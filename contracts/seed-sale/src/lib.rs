#![no_std]
use soroban_sdk::{contract, contractimpl, Address, Bytes, Env, Vec};

mod access;
mod classes;
mod math;
mod recovery;
mod sale;
mod setup;
mod types;
mod vesting;

use crate::access::AccessManager;
use crate::classes::ClassManager;
use crate::recovery::RecoveryManager;
use crate::sale::SaleManager;
use crate::setup::SetupManager;
use crate::vesting::VestingManager;

pub use crate::types::{
    ContributorClass, Error, FunderPortfolio, SaleConfig, SaleState, VestingStart, MAX_CLASSES,
    MAX_FEE, PRECISION,
};

#[contract]
pub struct SeedSaleContract;

#[contractimpl]
impl SeedSaleContract {
    /// Set up the sale. Callable exactly once; derives the seed and fee
    /// inventory the contract must hold and creates class 0 from the
    /// supplied defaults.
    #[allow(clippy::too_many_arguments)]
    pub fn initialize(
        env: Env,
        admin: Address,
        beneficiary: Address,
        seed_token: Address,
        funding_token: Address,
        soft_cap: i128,
        hard_cap: i128,
        price: i128,
        start_time: u64,
        end_time: u64,
        vesting_duration: u64,
        vesting_cliff: u64,
        permissioned: bool,
        fee: i128,
    ) -> Result<(), Error> {
        SetupManager::initialize(
            &env,
            admin,
            beneficiary,
            seed_token,
            funding_token,
            soft_cap,
            hard_cap,
            price,
            start_time,
            end_time,
            vesting_duration,
            vesting_cliff,
            permissioned,
            fee,
        )
    }

    /// Halt purchases until `unpause`
    pub fn pause(env: Env) -> Result<(), Error> {
        SetupManager::pause(&env)
    }

    pub fn unpause(env: Env) -> Result<(), Error> {
        SetupManager::unpause(&env)
    }

    /// Permanently end purchases, class mutation and whitelisting
    pub fn close(env: Env) -> Result<(), Error> {
        SetupManager::close(&env)
    }

    /// Replace the metadata blob
    pub fn update_metadata(env: Env, caller: Address, metadata: Bytes) -> Result<(), Error> {
        SetupManager::update_metadata(&env, caller, metadata)
    }

    /// Register a contributor class; returns its id
    #[allow(clippy::too_many_arguments)]
    pub fn add_class(
        env: Env,
        cap: i128,
        personal_cap: i128,
        price: i128,
        vesting_duration: u64,
        vesting_start: u64,
        fee: i128,
    ) -> Result<u32, Error> {
        ClassManager::add_class(
            &env,
            cap,
            personal_cap,
            price,
            vesting_duration,
            vesting_start,
            fee,
        )
    }

    /// Register several classes atomically
    pub fn add_class_batch(
        env: Env,
        caps: Vec<i128>,
        personal_caps: Vec<i128>,
        prices: Vec<i128>,
        vesting_durations: Vec<u64>,
        vesting_starts: Vec<u64>,
        fees: Vec<i128>,
    ) -> Result<(), Error> {
        ClassManager::add_class_batch(
            &env,
            caps,
            personal_caps,
            prices,
            vesting_durations,
            vesting_starts,
            fees,
        )
    }

    /// Rework a class whose vesting has not yet started
    #[allow(clippy::too_many_arguments)]
    pub fn change_class(
        env: Env,
        class_id: u32,
        cap: i128,
        personal_cap: i128,
        price: i128,
        vesting_duration: u64,
        vesting_start: u64,
        fee: i128,
    ) -> Result<(), Error> {
        ClassManager::change_class(
            &env,
            class_id,
            cap,
            personal_cap,
            price,
            vesting_duration,
            vesting_start,
            fee,
        )
    }

    /// Assign an existing class to a contributor
    pub fn set_class(env: Env, funder: Address, class_id: u32) -> Result<(), Error> {
        AccessManager::set_class(&env, funder, class_id)
    }

    /// Whitelist a contributor and assign their class
    pub fn whitelist(env: Env, funder: Address, class_id: u32) -> Result<(), Error> {
        AccessManager::whitelist(&env, funder, class_id)
    }

    pub fn whitelist_batch(
        env: Env,
        funders: Vec<Address>,
        class_ids: Vec<u32>,
    ) -> Result<(), Error> {
        AccessManager::whitelist_batch(&env, funders, class_ids)
    }

    pub fn unwhitelist(env: Env, funder: Address) -> Result<(), Error> {
        AccessManager::unwhitelist(&env, funder)
    }

    /// Buy seed with the funding asset. Returns `(seed_amount, fee)`.
    pub fn buy(env: Env, buyer: Address, funding_amount: i128) -> Result<(i128, i128), Error> {
        buyer.require_auth();
        SaleManager::buy(&env, buyer, funding_amount)
    }

    /// Seed claimable by `funder` at the current ledger time
    pub fn calculate_claim(env: Env, funder: Address) -> Result<i128, Error> {
        VestingManager::calculate_claim(&env, &funder)
    }

    /// Send vested seed to `funder` and the pro-rata fee to the
    /// beneficiary
    pub fn claim(env: Env, funder: Address, amount: i128) -> Result<(), Error> {
        VestingManager::claim(&env, funder, amount)
    }

    /// Reclaim a contribution while the soft cap is unmet
    pub fn retrieve_funding_tokens(env: Env, caller: Address) -> Result<i128, Error> {
        caller.require_auth();
        RecoveryManager::retrieve_funding_tokens(&env, caller)
    }

    /// Admin: reclaim unsold seed and unused fee inventory after buying
    /// has ended
    pub fn retrieve_seed_tokens(env: Env, receiver: Address) -> Result<i128, Error> {
        RecoveryManager::retrieve_seed_tokens(&env, receiver)
    }

    /// Admin: withdraw collected funding once refunds are foreclosed
    pub fn withdraw(env: Env) -> Result<i128, Error> {
        RecoveryManager::withdraw(&env)
    }

    pub fn minimum_reached(env: Env) -> Result<bool, Error> {
        SaleManager::minimum_reached(&env)
    }

    pub fn maximum_reached(env: Env) -> Result<bool, Error> {
        SaleManager::maximum_reached(&env)
    }

    /// Whether the contract holds the full required seed inventory
    pub fn is_funded(env: Env) -> Result<bool, Error> {
        let config = types::read_config(&env)?;
        Ok(SaleManager::is_funded(&env, &config))
    }

    pub fn get_config(env: Env) -> Result<SaleConfig, Error> {
        types::read_config(&env)
    }

    pub fn get_state(env: Env) -> Result<SaleState, Error> {
        types::read_state(&env)
    }

    pub fn get_class(env: Env, class_id: u32) -> Result<ContributorClass, Error> {
        types::read_class(&env, class_id)
    }

    pub fn get_class_count(env: Env) -> u32 {
        types::read_class_count(&env)
    }

    pub fn get_funder(env: Env, funder: Address) -> Option<FunderPortfolio> {
        types::read_funder(&env, &funder)
    }

    pub fn get_metadata(env: Env) -> Option<Bytes> {
        SetupManager::get_metadata(&env)
    }
}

——

Check every line above for the word "purchases" and copy those that have it.

### Response for this exercise
    /// Halt purchases until `unpause`
    /// Permanently end purchases, class mutation and whitelisting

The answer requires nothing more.